───── Records for this exercise ─────

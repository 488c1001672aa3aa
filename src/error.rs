//! # Error Types
//!
//! This module defines the error type shared by the facade, the driver, and
//! the transports. Every failure surfaces to the caller through the
//! operation's `Result`; nothing is retried or swallowed at this layer.

use thiserror::Error;

/// Main error type for printer operations
#[derive(Debug, Error)]
pub enum PrinterError {
    /// No printer hardware is reachable
    #[error("Driver unavailable: {0}")]
    DriverUnavailable(String),

    /// Self-test or physical failure reported by the printer
    #[error("Hardware fault: {0}")]
    HardwareFault(String),

    /// The driver rejected the call or did not answer
    #[error("Driver error: {0}")]
    Driver(String),

    /// A raw-byte or QR payload could not be parsed
    #[error("Malformed payload: {0}")]
    MalformedPayload(String),

    /// Bitmap data is not a decodable image
    #[error("Unsupported image format: {0}")]
    UnsupportedImageFormat(String),

    /// Bitmap or symbol dimensions outside what the paper allows
    #[error("Dimension error: {0}")]
    Dimension(String),

    /// Barcode payload violates the symbology's length or charset rules
    #[error("Invalid payload for {symbology}: {reason}")]
    InvalidPayloadForSymbology {
        symbology: &'static str,
        reason: String,
    },

    /// Argument shape rejected before reaching the driver
    #[error("Invalid argument: {0}")]
    InvalidArgument(String),

    /// Font token not resident in the firmware
    #[error("Unsupported font: {0}")]
    UnsupportedFont(String),

    /// Transport-level errors (connection, write, read)
    #[error("Transport error: {0}")]
    Transport(String),

    /// I/O error wrapper
    #[error("I/O error: {0}")]
    Io(#[from] std::io::Error),
}

/// Result type for printer operations
pub type Result<T> = std::result::Result<T, PrinterError>;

─────

**Instructions for the task:** Transcribe each of the records above exactly.

**Answer section:**
repository 488c1001672aa3aa
filename src/error.rs
//! # Error Types
//!
//! This module defines the error type shared by the facade, the driver, and
//! the transports. Every failure surfaces to the caller through the
//! operation's `Result`; nothing is retried or swallowed at this layer.

use thiserror::Error;

/// Main error type for printer operations
#[derive(Debug, Error)]
pub enum PrinterError {
    /// No printer hardware is reachable
    #[error("Driver unavailable: {0}")]
    DriverUnavailable(String),

    /// Self-test or physical failure reported by the printer
    #[error("Hardware fault: {0}")]
    HardwareFault(String),

    /// The driver rejected the call or did not answer
    #[error("Driver error: {0}")]
    Driver(String),

    /// A raw-byte or QR payload could not be parsed
    #[error("Malformed payload: {0}")]
    MalformedPayload(String),

    /// Bitmap data is not a decodable image
    #[error("Unsupported image format: {0}")]
    UnsupportedImageFormat(String),

    /// Bitmap or symbol dimensions outside what the paper allows
    #[error("Dimension error: {0}")]
    Dimension(String),

    /// Barcode payload violates the symbology's length or charset rules
    #[error("Invalid payload for {symbology}: {reason}")]
    InvalidPayloadForSymbology {
        symbology: &'static str,
        reason: String,
    },

    /// Argument shape rejected before reaching the driver
    #[error("Invalid argument: {0}")]
    InvalidArgument(String),

    /// Font token not resident in the firmware
    #[error("Unsupported font: {0}")]
    UnsupportedFont(String),

    /// Transport-level errors (connection, write, read)
    #[error("Transport error: {0}")]
    Transport(String),

    /// I/O error wrapper
    #[error("I/O error: {0}")]
    Io(#[from] std::io::Error),
}

/// Result type for printer operations
pub type Result<T> = std::result::Result<T, PrinterError>;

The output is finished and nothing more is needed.